WITH the future waning in allure as a result of global warming, disease, terrorism, piracy, crippling debt worldwide and the breakup of Lindsay Lohan and Samantha Ronson, the entertainment industry seems to be revisiting the past with increasing zeal.
We’ve seen this before in popular culture, of course -- nostalgia is a lot like it used to be. Creators of television shows and movies never tire of trying to polish up our temps perdu. The assumption is that if a period has passed, that makes it somehow better than today. Thus, the awful retro-1950s sit-com Happy Days begat the lame disco-era sitcom That Seventies Show.
But lately, North American TV and movie writers seem focused not just on whitewashing the past, but on returning to fix things. With the movies Groundhog Day and Back to the Future as memorable precedents, at least two upcoming movies and a couple of TV series thrust their protagonists back in time, or in age, to change their futures.
I haven’t seen the movies -- just their trailers, which these days are so long they tell the whole story anyway. In Seventeen Again, Matthew Perry plays a separated father of two alienated teens who finds himself 17 once more, with the good fortune of looking like Zac Efron. Nevertheless, he remains in the present day, so his own children are among his peers. I gather that by the end of the movie he realizes that the existence he has found unsatisfying as an adult may be disappointing because of character flaws he could have corrected in his youth.
Which adult can’t relate to this theme? Whenever my son asks me questions on some topic I should have aced in high school -- or I discover, to my surprise, that Sweden is not an island -- I kick myself for having been such a lousy student. If I could revisit those days I would spend a lot less time batting my eyelashes at boys who would turn out to be gay and a lot more time poring over maps and getting the hang of atoms.

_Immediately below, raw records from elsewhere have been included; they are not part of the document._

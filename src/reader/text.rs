use super::BinaryReader;
use crate::datatypes::{bit_string, byte_to_bits, HexFormat, TextEncoding};
use crate::utils::{to_hex_string, Result};

/// 读取 C 字符串时每次预读的块大小
const CSTRING_BLOCK: u64 = 64;

impl BinaryReader {
    /// 按编码读取字符串；`len` 为 `None` 时读取剩余全部字节
    ///
    /// 解码结果中的 NUL 字符会被移除。
    pub fn read_string(&mut self, encoding: TextEncoding, len: Option<usize>) -> Result<String> {
        let data = self.read_span(len)?;
        Ok(encoding.decode(&data))
    }

    pub fn read_ascii(&mut self, len: usize) -> Result<String> {
        self.read_string(TextEncoding::Ascii, Some(len))
    }

    pub fn read_latin1(&mut self, len: usize) -> Result<String> {
        self.read_string(TextEncoding::Latin1, Some(len))
    }

    pub fn read_utf8(&mut self, len: usize) -> Result<String> {
        self.read_string(TextEncoding::Utf8, Some(len))
    }

    /// 读取字节并格式化为十六进制字符串
    pub fn read_hex(&mut self, len: Option<usize>, format: HexFormat) -> Result<String> {
        let data = self.read_span(len)?;
        Ok(to_hex_string(&data, format.prefix, format.uppercase))
    }

    /// 读取以 0 结尾的字符串
    ///
    /// 在第一个 0 字节处停止，游标停在该 0 字节之后。到达末尾仍未遇到 0 时，
    /// 返回已读取的内容，游标停在末尾。读取失败时游标不变。
    pub fn read_cstring(&mut self, encoding: TextEncoding) -> Result<String> {
        let source = Self::live_source(&mut self.source)?;
        let mut collected = Vec::new();
        let mut position = self.cursor;

        while position < self.length {
            let block = CSTRING_BLOCK.min(self.length - position);
            let chunk = source.read_at(position, block)?;

            if let Some(pos) = chunk.iter().position(|&b| b == 0) {
                collected.extend_from_slice(&chunk[..pos]);
                self.cursor = position + pos as u64 + 1;
                return Ok(encoding.decode(&collected));
            }

            collected.extend_from_slice(&chunk);
            position += block;
        }

        self.cursor = position;
        Ok(encoding.decode(&collected))
    }

    /// 读取一个字节并拆成 8 个位（高位在前）
    pub fn read_bits(&mut self) -> Result<[u8; 8]> {
        Ok(byte_to_bits(self.read_u8()?))
    }

    pub fn read_bits_bool(&mut self) -> Result<[bool; 8]> {
        Ok(self.read_bits()?.map(|bit| bit == 1))
    }

    /// 读取一个字节，返回形如 `"01000001"` 的位串
    pub fn read_bit_string(&mut self) -> Result<String> {
        Ok(bit_string(self.read_u8()?))
    }

    /// 非零即为 true
    pub fn read_bool(&mut self) -> Result<bool> {
        Ok(self.read_u8()? != 0)
    }

    /// 查看下一个字节，不移动游标
    pub fn peek_u8(&mut self) -> Result<u8> {
        let source = Self::live_source(&mut self.source)?;
        let mut buf = [0u8; 1];
        source.read_exact_at(self.cursor, &mut buf)?;
        Ok(buf[0])
    }
}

The stuff we did or didn’t do in high school obviously matters -- and not just in terms of the girl or guy who got away.
But of course that tends to be Hollywood’s focus. Case in point: The Ghosts of Girlfriends Past. Matthew McConaughey, the world’s best-looking bad actor, is appropriately cast as a shallow ladies’ man. Visited by Michael Douglas, which is a scary enough prospect for most of us, he has an extended Scrooge moment in which he is forced to examine his past actions and how they have affected his present. Naturally, lurking in his history is the dimpled girl who eluded his grasp (Jennifer Garner) --somebody who’s not interested in him any more but would have been a keeper if he’d only realized it earlier.
How many of us remain obsessed with the people we dated in high school? On the rare occasion that I recall them, it usually prompts me to cringe at our mutual unsuitability. What were we thinking? Oh, right -- we weren’t. The matchmaking came courtesy of the demon Lust and his sidekick, Ego.
Yet high school holds a peculiar sway over Erica Strange, the protagonist in CBC TV’s Being Erica, an engaging series with an appealing actor (Erin Karpluk) at its core. At 32, Erica feels she hasn’t fulfilled her potential and blames her underachievement on her youthful missteps. A mysterious therapist allows her to revisit key moments in her life -- like her bat mitzvah -- and handle them differently, although things rarely work out exactly as she had hoped.
In large part, the show succeeds because of Karpluk’s personal charm. We want things to turn out better for her than they have so far. She and her family have been shattered by the death of her younger brother and her sister’s bad marriage; she works as the put-upon assistant of a catty books editor; and she’s fruitlessly in love with her longtime male best friend.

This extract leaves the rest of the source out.